Zach Welcker is FLOW’s Legal Director.

By Zach Welcker

This is a difficult time to write a blog about climate change. 

Russia’s invasion of Ukraine on February 24 is a stark reminder that humans still cannot agree to stop killing each other. How then will we ever be able to agree upon a coordinated response to global warming? This question itself is a privilege that people who are busy fighting for their lives do not have time to ask. What should those of us who have this privilege do with it?

Michigan Governor Gretchen Whitmer has bravely answered this question. In 2019, she and a bipartisan group of governors formed the U.S. Climate Alliance following former President Trump’s withdrawal of the United States from the Paris Agreement. Through this alliance, the governor committed Michigan to reducing its greenhouse gas emissions levels in support of the goals of the Paris accord. The governor issued Executive Directive 2020-10–Building a Carbon-Neutral Michigan–to implement this commitment. It charges the Michigan Department of Environment, Great Lakes, and Energy (EGLE) with developing and implementing a “Healthy Climate Plan” to achieve Michigan’s greenhouse-gas reduction targets and otherwise prepare for and adapt to climate impacts that are now unavoidable.

EGLE’s draft MI Healthy Climate Plan is an imperfect response to this charge. Please join FLOW in helping EGLE improve the draft by emailing your public comments by the March 14 deadline to: EGLE-ClimateSolutions@Michigan.gov. We recommend requesting the following changes along with any other concerns or recommendations you may have.
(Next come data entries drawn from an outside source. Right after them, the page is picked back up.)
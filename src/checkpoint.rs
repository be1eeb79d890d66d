//! Model Checkpoints
//!
//! The best model is kept as four files in one directory:
//!
//! ```text
//! best_model/
//!     best_encoder.bin    encoder tensors
//!     best_decoder.bin    decoder tensors
//!     vocab.json          vocabulary the decoder was trained against
//!     metadata.json       {"epoch": 12, "score": 0.61}
//! ```
//!
//! ## Binary Format
//!
//! Both `.bin` files share one layout, all integers little-endian `u32`:
//!
//! ```text
//! "VIDCAP_CKPT" | version u8 | config_len | ModelConfig JSON
//! tensor_count
//! per tensor: rank | dims... | data_len | f32 values...
//! ```
//!
//! Tensors appear in [`Seq2Seq::parameters`] order for their half of the
//! model. Loading rebuilds the model from the embedded config and checks every
//! tensor's shape against it.

use crate::config::ModelConfig;
use crate::error::{CaptionError, Result};
use crate::model::Seq2Seq;
use crate::tensor::Tensor;
use crate::vocab::Vocabulary;
use serde::{Deserialize, Serialize};
use std::fs::{self, File};
use std::io::{BufReader, BufWriter, Read, Write};
use std::path::{Path, PathBuf};

const MAGIC: &[u8; 11] = b"VIDCAP_CKPT";
const VERSION: u8 = 1;

pub const ENCODER_FILE: &str = "best_encoder.bin";
pub const DECODER_FILE: &str = "best_decoder.bin";
pub const VOCAB_FILE: &str = "vocab.json";
pub const METADATA_FILE: &str = "metadata.json";

/// When the saved model was produced and how well it scored
#[derive(Clone, Debug, PartialEq, Serialize, Deserialize)]
pub struct CheckpointMetadata {
    pub epoch: usize,
    pub score: f32,
}

/// Write the model, vocabulary and metadata into `dir`, replacing older files
pub fn save_best<P: AsRef<Path>>(
    dir: P,
    model: &Seq2Seq,
    vocab: &Vocabulary,
    metadata: &CheckpointMetadata,
) -> Result<()> {
    let dir = dir.as_ref();
    fs::create_dir_all(dir).map_err(|e| CaptionError::io(dir, e))?;

    write_params(&dir.join(ENCODER_FILE), &model.config, &model.encoder.parameters())?;
    write_params(&dir.join(DECODER_FILE), &model.config, &model.decoder.parameters())?;
    vocab.save(dir.join(VOCAB_FILE))?;

    let path = dir.join(METADATA_FILE);
    let json = serde_json::to_string_pretty(metadata).map_err(|e| CaptionError::json(&path, e))?;
    fs::write(&path, json).map_err(|e| CaptionError::io(&path, e))?;

    tracing::info!(
        "Saved checkpoint to {} (epoch {}, score {:.4})",
        dir.display(),
        metadata.epoch,
        metadata.score
    );
    Ok(())
}

/// Load the model and vocabulary written by [`save_best`]
///
/// # Errors
///
/// [`CaptionError::InvalidCheckpoint`] when a file is truncated, has the wrong
/// header, disagrees with the other half's config or holds a tensor of the
/// wrong shape. The vocabulary size must match the decoder's.
pub fn load_best<P: AsRef<Path>>(dir: P) -> Result<(Seq2Seq, Vocabulary)> {
    let dir = dir.as_ref();
    let encoder_path = dir.join(ENCODER_FILE);
    let decoder_path = dir.join(DECODER_FILE);

    let (config, encoder_tensors) = read_params(&encoder_path)?;
    let (decoder_config, decoder_tensors) = read_params(&decoder_path)?;
    if decoder_config != config {
        return Err(CaptionError::checkpoint(
            &decoder_path,
            "decoder config differs from encoder config",
        ));
    }
    config
        .validate()
        .map_err(|e| CaptionError::checkpoint(&encoder_path, e.to_string()))?;

    let mut model = Seq2Seq::new(&config, 0);
    assign(&encoder_path, model.encoder.parameters_mut(), encoder_tensors)?;
    assign(&decoder_path, model.decoder.parameters_mut(), decoder_tensors)?;

    let vocab = Vocabulary::load(dir.join(VOCAB_FILE))?;
    if vocab.len() != config.vocab_size {
        return Err(CaptionError::checkpoint(
            dir.join(VOCAB_FILE),
            format!(
                "vocabulary has {} words, model expects {}",
                vocab.len(),
                config.vocab_size
            ),
        ));
    }

    tracing::info!(
        "Loaded checkpoint from {} ({} parameters, vocabulary {})",
        dir.display(),
        model.num_parameters(),
        vocab.len()
    );
    Ok((model, vocab))
}

/// Read `metadata.json` from a checkpoint directory
pub fn load_metadata<P: AsRef<Path>>(dir: P) -> Result<CheckpointMetadata> {
    let path = dir.as_ref().join(METADATA_FILE);
    let json = fs::read_to_string(&path).map_err(|e| CaptionError::io(&path, e))?;
    serde_json::from_str(&json).map_err(|e| CaptionError::json(&path, e))
}

fn assign(path: &Path, params: Vec<&mut Tensor>, loaded: Vec<Tensor>) -> Result<()> {
    if params.len() != loaded.len() {
        return Err(CaptionError::checkpoint(
            path,
            format!("expected {} tensors, found {}", params.len(), loaded.len()),
        ));
    }
    for (i, (param, tensor)) in params.into_iter().zip(loaded).enumerate() {
        if param.shape != tensor.shape {
            return Err(CaptionError::checkpoint(
                path,
                format!(
                    "tensor {} has shape {:?}, model expects {:?}",
                    i, tensor.shape, param.shape
                ),
            ));
        }
        *param = tensor;
    }
    Ok(())
}

fn write_params(path: &Path, config: &ModelConfig, tensors: &[&Tensor]) -> Result<()> {
    let file = File::create(path).map_err(|e| CaptionError::io(path, e))?;
    let mut writer = BufWriter::new(file);
    let config_json = serde_json::to_string(config).map_err(|e| CaptionError::json(path, e))?;

    let write_all = |writer: &mut BufWriter<File>| -> std::io::Result<()> {
        writer.write_all(MAGIC)?;
        writer.write_all(&[VERSION])?;
        write_u32(writer, config_json.len())?;
        writer.write_all(config_json.as_bytes())?;

        write_u32(writer, tensors.len())?;
        for tensor in tensors {
            write_tensor(writer, tensor)?;
        }
        writer.flush()
    };
    write_all(&mut writer).map_err(|e| CaptionError::io(path, e))
}

fn write_u32<W: Write>(writer: &mut W, value: usize) -> std::io::Result<()> {
    writer.write_all(&(value as u32).to_le_bytes())
}

fn write_tensor<W: Write>(writer: &mut W, tensor: &Tensor) -> std::io::Result<()> {
    write_u32(writer, tensor.shape.len())?;
    for &dim in &tensor.shape {
        write_u32(writer, dim)?;
    }
    write_u32(writer, tensor.data.len())?;
    for &val in &tensor.data {
        writer.write_all(&val.to_le_bytes())?;
    }
    Ok(())
}

fn read_params(path: &Path) -> Result<(ModelConfig, Vec<Tensor>)> {
    let file = File::open(path).map_err(|e| CaptionError::io(path, e))?;
    let mut reader = CheckpointReader {
        inner: BufReader::new(file),
        path: path.to_path_buf(),
    };

    let mut magic = [0u8; 11];
    reader.read_exact(&mut magic)?;
    if &magic != MAGIC {
        return Err(CaptionError::checkpoint(path, "bad header, expected VIDCAP_CKPT"));
    }
    let mut version = [0u8; 1];
    reader.read_exact(&mut version)?;
    if version[0] != VERSION {
        return Err(CaptionError::checkpoint(
            path,
            format!("unsupported version {}", version[0]),
        ));
    }

    let config_len = reader.read_u32()?;
    let config_bytes = reader.read_bytes(config_len)?;
    let config: ModelConfig = serde_json::from_slice(&config_bytes)
        .map_err(|e| CaptionError::checkpoint(path, format!("config: {}", e)))?;

    let count = reader.read_u32()?;
    let mut tensors = Vec::with_capacity(count.min(64));
    for _ in 0..count {
        tensors.push(reader.read_tensor()?);
    }
    Ok((config, tensors))
}

/// Reads checkpoint fields, turning short reads into checkpoint errors
struct CheckpointReader {
    inner: BufReader<File>,
    path: PathBuf,
}

impl CheckpointReader {
    fn read_exact(&mut self, buf: &mut [u8]) -> Result<()> {
        self.inner
            .read_exact(buf)
            .map_err(|e| CaptionError::checkpoint(&self.path, format!("truncated file: {}", e)))
    }

    /// Read `len` bytes, growing the buffer only as data actually arrives
    fn read_bytes(&mut self, len: usize) -> Result<Vec<u8>> {
        let mut buf = Vec::new();
        (&mut self.inner)
            .take(len as u64)
            .read_to_end(&mut buf)
            .map_err(|e| CaptionError::io(&self.path, e))?;
        if buf.len() != len {
            return Err(CaptionError::checkpoint(
                &self.path,
                format!("truncated file: expected {} bytes, found {}", len, buf.len()),
            ));
        }
        Ok(buf)
    }

    fn read_u32(&mut self) -> Result<usize> {
        let mut bytes = [0u8; 4];
        self.read_exact(&mut bytes)?;
        Ok(u32::from_le_bytes(bytes) as usize)
    }

    fn read_tensor(&mut self) -> Result<Tensor> {
        let rank = self.read_u32()?;
        let mut shape = Vec::with_capacity(rank.min(8));
        for _ in 0..rank {
            shape.push(self.read_u32()?);
        }

        let data_len = self.read_u32()?;
        let elements = shape
            .iter()
            .try_fold(1usize, |acc, &dim| acc.checked_mul(dim))
            .ok_or_else(|| CaptionError::checkpoint(&self.path, format!("tensor shape {:?} overflows", shape)))?;
        if elements != data_len {
            return Err(CaptionError::checkpoint(
                &self.path,
                format!("tensor of shape {:?} stores {} values", shape, data_len),
            ));
        }
        let byte_len = data_len
            .checked_mul(4)
            .ok_or_else(|| CaptionError::checkpoint(&self.path, format!("{} values overflow", data_len)))?;

        let bytes = self.read_bytes(byte_len)?;
        let data = bytes
            .chunks_exact(4)
            .map(|b| f32::from_le_bytes([b[0], b[1], b[2], b[3]]))
            .collect();
        Ok(Tensor::new(data, shape))
    }
}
  1. Transform the draft MI Healthy Climate Plan from a decarbonization plan into a comprehensive climate plan. While EGLE’s primary task under Executive Directive 2020-10 is to develop a plan to achieve carbon neutrality, the department’s charge is far broader than that. Paragraph 3 of the directive expressly states that EGLE’s implementation obligation includes “monitoring and evaluating programs and activities that support statewide climate mitigation and adaptation practices.” The draft does not address adaptation or climate resiliency.
  2. Provide baseline climate and environmental data. In order to meet its monitoring and evaluation obligations, EGLE needs to establish baseline environmental and climate conditions. This data also will help Michiganders better understand the benefits and limitations of carbon neutrality. For instance, if the distinction between avoidable and unavoidable climate impacts is not clearly defined, the public may lose faith as decarbonization proceeds and certain impacts continue to occur. 
  3. Make water a primary focus of the plan. Water is the primary medium through which people experience climate change. Given the importance of water to all Michiganders, we need to understand how our relationship with water is projected to change for the worse without urgent, meaningful action.
  4. Include a glossary of terms. A glossary will help Michiganders more readily navigate climate-change jargon.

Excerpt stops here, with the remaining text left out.